#### What to produce:
Take every line in the entries that includes the word "DirectoryFrames" and copy it.

#### Source records:
== Segment start ==

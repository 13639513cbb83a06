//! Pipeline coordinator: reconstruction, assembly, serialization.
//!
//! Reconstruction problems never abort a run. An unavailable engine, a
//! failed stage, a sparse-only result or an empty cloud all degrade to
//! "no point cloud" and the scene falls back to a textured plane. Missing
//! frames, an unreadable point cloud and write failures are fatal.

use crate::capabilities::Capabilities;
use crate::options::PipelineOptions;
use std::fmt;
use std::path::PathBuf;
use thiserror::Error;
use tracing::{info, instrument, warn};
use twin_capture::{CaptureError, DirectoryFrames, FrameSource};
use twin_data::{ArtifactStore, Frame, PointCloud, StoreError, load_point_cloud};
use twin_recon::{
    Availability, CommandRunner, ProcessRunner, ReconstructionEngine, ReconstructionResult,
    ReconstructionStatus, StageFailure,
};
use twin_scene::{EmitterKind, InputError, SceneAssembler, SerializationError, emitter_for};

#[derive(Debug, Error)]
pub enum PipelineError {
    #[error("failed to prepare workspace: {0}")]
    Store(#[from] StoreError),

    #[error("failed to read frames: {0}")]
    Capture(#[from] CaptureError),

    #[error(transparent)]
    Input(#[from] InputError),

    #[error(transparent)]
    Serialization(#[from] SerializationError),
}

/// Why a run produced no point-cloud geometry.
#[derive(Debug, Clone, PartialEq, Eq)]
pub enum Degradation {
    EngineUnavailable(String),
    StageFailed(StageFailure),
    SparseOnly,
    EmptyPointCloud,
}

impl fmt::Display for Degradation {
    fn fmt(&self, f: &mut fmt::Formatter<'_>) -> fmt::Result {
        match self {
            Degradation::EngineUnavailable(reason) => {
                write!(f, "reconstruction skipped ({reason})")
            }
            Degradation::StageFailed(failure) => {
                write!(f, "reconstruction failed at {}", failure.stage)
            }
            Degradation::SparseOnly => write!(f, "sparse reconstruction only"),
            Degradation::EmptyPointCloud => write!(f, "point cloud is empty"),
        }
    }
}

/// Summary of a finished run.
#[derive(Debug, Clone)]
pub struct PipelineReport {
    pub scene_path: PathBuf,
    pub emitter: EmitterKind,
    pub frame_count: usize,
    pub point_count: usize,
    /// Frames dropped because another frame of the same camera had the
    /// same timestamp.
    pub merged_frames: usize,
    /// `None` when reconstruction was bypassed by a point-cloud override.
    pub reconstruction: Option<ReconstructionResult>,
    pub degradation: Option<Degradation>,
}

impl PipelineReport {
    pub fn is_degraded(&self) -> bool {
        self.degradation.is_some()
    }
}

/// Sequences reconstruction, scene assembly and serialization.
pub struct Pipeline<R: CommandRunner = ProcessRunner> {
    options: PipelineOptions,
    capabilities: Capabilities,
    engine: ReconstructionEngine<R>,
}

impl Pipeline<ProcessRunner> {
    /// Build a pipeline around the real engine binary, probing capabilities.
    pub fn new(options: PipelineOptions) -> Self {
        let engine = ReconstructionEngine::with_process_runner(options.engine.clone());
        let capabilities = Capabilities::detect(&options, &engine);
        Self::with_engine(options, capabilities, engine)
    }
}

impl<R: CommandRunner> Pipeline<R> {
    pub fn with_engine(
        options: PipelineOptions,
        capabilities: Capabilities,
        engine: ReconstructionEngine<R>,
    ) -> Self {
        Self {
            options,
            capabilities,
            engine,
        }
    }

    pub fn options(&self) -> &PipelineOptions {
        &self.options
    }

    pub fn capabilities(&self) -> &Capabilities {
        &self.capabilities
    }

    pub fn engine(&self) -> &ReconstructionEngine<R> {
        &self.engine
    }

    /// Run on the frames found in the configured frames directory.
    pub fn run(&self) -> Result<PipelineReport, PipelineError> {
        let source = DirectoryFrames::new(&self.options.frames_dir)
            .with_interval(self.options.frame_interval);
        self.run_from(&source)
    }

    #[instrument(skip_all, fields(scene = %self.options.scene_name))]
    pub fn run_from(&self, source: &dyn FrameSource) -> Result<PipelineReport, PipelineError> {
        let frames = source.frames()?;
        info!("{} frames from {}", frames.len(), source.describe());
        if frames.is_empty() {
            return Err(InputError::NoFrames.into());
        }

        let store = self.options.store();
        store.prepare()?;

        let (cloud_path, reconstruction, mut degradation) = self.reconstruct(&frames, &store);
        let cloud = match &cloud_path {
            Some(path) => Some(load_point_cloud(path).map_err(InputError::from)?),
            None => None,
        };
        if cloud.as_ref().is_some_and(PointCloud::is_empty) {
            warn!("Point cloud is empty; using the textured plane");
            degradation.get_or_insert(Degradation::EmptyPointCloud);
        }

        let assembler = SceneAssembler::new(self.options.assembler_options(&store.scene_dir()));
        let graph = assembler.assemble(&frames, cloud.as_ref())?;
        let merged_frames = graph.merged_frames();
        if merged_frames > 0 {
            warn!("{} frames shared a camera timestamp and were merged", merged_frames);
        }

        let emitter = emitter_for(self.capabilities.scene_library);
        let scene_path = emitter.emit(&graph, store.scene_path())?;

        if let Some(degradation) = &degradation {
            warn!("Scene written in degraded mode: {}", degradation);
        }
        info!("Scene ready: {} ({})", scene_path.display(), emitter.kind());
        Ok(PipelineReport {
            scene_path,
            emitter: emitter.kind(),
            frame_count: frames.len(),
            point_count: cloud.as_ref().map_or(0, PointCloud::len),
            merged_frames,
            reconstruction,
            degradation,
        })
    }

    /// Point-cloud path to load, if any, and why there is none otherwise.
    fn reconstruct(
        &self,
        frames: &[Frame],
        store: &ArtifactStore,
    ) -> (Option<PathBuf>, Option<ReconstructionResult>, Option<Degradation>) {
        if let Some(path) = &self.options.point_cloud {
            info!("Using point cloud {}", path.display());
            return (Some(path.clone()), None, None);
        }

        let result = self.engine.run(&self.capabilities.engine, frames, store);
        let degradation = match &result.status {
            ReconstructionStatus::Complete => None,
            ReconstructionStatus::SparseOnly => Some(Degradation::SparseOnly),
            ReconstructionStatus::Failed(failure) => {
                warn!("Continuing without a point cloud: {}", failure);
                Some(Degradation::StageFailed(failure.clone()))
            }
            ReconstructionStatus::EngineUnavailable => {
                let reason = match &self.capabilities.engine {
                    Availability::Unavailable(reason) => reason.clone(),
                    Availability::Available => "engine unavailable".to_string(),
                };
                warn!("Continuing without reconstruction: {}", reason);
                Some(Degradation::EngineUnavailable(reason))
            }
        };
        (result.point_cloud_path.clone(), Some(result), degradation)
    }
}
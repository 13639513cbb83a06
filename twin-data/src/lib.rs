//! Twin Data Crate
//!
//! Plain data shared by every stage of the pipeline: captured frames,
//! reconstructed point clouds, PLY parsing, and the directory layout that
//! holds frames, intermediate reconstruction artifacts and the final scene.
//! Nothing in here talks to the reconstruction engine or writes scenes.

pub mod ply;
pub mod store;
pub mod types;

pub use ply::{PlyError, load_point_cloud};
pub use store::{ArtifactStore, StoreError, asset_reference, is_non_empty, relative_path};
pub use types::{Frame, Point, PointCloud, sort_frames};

== Segment end ==
== Segment start ==

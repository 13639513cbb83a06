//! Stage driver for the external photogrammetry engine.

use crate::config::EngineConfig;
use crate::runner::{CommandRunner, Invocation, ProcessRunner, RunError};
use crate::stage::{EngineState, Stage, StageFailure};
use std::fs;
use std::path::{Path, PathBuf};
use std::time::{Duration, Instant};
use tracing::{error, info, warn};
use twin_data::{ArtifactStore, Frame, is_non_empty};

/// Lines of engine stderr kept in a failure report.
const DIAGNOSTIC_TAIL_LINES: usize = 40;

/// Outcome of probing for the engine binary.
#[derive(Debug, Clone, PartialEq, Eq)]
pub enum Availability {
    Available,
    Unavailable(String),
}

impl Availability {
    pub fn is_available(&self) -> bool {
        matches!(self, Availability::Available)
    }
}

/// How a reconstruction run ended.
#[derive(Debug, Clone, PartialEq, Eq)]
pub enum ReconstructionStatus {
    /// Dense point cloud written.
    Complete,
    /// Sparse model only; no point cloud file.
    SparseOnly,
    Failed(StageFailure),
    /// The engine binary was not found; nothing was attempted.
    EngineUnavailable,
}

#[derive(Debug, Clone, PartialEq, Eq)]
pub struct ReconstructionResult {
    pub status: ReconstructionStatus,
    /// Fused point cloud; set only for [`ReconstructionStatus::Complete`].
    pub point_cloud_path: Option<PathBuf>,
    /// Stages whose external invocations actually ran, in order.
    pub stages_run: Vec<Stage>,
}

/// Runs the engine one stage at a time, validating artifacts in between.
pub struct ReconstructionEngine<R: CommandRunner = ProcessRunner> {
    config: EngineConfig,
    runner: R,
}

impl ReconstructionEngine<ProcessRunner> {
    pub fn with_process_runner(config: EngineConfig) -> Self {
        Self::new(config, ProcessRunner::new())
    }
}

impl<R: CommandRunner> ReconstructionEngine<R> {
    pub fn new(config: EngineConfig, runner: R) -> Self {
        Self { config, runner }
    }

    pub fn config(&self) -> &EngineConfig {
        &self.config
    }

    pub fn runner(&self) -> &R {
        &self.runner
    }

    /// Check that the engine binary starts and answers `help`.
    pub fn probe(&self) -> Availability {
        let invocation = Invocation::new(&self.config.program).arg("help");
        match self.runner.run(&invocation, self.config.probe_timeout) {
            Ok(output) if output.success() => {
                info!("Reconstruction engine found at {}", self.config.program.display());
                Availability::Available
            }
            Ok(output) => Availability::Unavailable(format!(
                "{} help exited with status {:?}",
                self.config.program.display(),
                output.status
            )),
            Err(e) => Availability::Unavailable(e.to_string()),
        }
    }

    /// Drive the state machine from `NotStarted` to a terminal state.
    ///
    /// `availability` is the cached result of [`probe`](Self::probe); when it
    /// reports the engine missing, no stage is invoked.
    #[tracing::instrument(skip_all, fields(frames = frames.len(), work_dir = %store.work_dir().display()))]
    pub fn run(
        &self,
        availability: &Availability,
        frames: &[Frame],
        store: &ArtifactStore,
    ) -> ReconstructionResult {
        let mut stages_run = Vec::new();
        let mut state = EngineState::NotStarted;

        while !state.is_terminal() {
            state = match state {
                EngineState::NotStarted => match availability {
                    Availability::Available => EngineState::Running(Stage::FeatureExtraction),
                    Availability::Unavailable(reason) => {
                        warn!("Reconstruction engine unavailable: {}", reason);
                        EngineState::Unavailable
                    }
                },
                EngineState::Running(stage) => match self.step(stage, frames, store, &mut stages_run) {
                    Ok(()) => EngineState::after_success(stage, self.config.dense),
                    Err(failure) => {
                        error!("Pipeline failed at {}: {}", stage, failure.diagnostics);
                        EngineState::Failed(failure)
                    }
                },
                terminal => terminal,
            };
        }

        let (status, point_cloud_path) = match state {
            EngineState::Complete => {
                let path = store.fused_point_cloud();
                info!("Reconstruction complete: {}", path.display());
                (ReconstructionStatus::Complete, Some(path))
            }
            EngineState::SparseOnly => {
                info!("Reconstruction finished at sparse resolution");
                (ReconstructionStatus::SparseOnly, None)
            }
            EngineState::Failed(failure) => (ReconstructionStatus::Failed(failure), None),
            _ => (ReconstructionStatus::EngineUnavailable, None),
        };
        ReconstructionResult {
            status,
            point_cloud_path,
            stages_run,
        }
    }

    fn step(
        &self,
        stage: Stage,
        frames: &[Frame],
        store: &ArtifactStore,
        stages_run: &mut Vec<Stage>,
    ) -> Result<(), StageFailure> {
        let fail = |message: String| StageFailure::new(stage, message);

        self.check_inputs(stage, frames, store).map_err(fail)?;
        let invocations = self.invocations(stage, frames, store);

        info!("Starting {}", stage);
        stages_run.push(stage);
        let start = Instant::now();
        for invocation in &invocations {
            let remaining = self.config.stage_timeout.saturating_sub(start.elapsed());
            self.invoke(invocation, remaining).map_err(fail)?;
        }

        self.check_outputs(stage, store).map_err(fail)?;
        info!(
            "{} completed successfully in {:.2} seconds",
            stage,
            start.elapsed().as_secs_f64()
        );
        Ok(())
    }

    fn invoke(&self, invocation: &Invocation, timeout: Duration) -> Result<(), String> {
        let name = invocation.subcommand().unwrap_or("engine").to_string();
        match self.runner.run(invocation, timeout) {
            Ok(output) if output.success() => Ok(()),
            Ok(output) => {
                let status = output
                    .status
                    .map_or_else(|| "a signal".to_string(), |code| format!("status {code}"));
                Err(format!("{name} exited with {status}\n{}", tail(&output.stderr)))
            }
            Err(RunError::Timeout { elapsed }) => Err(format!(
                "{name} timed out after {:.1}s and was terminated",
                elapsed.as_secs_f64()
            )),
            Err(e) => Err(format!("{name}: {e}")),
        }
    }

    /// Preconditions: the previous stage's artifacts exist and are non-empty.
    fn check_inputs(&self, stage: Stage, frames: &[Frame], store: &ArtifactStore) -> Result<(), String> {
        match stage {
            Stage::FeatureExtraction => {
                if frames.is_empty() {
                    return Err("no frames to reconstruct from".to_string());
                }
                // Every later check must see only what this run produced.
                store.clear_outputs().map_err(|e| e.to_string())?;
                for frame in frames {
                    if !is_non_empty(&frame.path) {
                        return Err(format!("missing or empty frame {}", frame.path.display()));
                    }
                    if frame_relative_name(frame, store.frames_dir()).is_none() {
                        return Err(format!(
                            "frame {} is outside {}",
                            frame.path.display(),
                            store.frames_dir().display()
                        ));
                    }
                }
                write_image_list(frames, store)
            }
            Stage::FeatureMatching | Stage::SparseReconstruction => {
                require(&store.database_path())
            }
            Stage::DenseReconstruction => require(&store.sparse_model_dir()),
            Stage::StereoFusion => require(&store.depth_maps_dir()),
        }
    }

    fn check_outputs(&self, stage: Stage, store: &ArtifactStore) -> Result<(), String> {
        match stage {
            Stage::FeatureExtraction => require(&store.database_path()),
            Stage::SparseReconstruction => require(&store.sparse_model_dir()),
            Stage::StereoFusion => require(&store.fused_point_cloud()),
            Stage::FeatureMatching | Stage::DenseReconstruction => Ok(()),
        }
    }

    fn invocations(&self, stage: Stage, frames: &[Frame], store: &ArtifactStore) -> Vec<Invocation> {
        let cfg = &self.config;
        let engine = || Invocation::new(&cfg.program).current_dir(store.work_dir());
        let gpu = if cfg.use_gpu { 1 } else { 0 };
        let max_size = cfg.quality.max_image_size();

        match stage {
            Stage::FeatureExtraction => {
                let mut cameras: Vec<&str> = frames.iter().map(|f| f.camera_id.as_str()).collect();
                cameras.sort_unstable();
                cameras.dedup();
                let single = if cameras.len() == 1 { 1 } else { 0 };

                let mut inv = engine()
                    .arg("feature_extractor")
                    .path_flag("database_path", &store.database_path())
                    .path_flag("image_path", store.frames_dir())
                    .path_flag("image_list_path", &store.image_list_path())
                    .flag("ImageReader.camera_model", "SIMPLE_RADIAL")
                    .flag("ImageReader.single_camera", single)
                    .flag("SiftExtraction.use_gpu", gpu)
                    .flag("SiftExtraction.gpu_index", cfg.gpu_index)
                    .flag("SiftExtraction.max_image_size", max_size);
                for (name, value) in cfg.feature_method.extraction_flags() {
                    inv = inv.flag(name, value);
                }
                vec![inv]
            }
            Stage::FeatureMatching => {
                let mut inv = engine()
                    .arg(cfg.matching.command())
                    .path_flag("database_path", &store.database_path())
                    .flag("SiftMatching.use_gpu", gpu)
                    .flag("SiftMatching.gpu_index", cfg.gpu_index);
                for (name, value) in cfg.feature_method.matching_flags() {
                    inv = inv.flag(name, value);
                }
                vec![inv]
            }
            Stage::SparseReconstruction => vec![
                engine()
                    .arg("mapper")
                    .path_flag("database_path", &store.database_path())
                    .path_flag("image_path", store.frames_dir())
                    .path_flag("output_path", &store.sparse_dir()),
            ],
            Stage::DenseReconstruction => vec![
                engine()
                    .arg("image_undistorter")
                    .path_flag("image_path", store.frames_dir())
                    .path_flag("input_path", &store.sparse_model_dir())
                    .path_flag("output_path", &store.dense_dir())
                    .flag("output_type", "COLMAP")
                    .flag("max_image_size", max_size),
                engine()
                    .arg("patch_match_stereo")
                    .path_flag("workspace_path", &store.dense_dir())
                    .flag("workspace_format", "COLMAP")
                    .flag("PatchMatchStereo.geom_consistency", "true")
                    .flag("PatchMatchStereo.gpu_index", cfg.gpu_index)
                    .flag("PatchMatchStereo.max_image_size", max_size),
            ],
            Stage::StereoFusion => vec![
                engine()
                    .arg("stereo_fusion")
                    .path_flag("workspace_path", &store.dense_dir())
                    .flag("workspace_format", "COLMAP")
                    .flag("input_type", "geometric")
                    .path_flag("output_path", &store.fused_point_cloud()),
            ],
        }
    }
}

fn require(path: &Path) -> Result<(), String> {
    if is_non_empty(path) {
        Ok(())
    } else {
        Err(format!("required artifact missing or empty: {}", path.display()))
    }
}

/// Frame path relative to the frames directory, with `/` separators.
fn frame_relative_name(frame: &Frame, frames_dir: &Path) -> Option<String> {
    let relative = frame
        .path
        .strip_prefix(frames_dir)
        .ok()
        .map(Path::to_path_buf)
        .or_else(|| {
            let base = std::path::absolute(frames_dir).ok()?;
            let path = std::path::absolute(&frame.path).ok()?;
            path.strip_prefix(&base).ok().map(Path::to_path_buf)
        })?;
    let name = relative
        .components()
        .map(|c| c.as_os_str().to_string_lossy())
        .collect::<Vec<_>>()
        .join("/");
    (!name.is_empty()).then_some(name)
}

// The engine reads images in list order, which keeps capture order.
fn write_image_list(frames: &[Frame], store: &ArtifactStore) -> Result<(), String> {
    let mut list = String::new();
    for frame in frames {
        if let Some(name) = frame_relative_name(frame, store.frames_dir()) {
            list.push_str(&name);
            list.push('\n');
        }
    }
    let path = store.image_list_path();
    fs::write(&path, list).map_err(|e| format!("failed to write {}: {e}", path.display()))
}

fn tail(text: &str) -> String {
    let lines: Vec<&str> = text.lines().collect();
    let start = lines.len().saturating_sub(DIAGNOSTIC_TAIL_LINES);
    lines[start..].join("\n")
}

== Segment end ==

#### Answer to this task:
use twin_capture::{CaptureError, DirectoryFrames, FrameSource};
        let source = DirectoryFrames::new(&self.options.frames_dir)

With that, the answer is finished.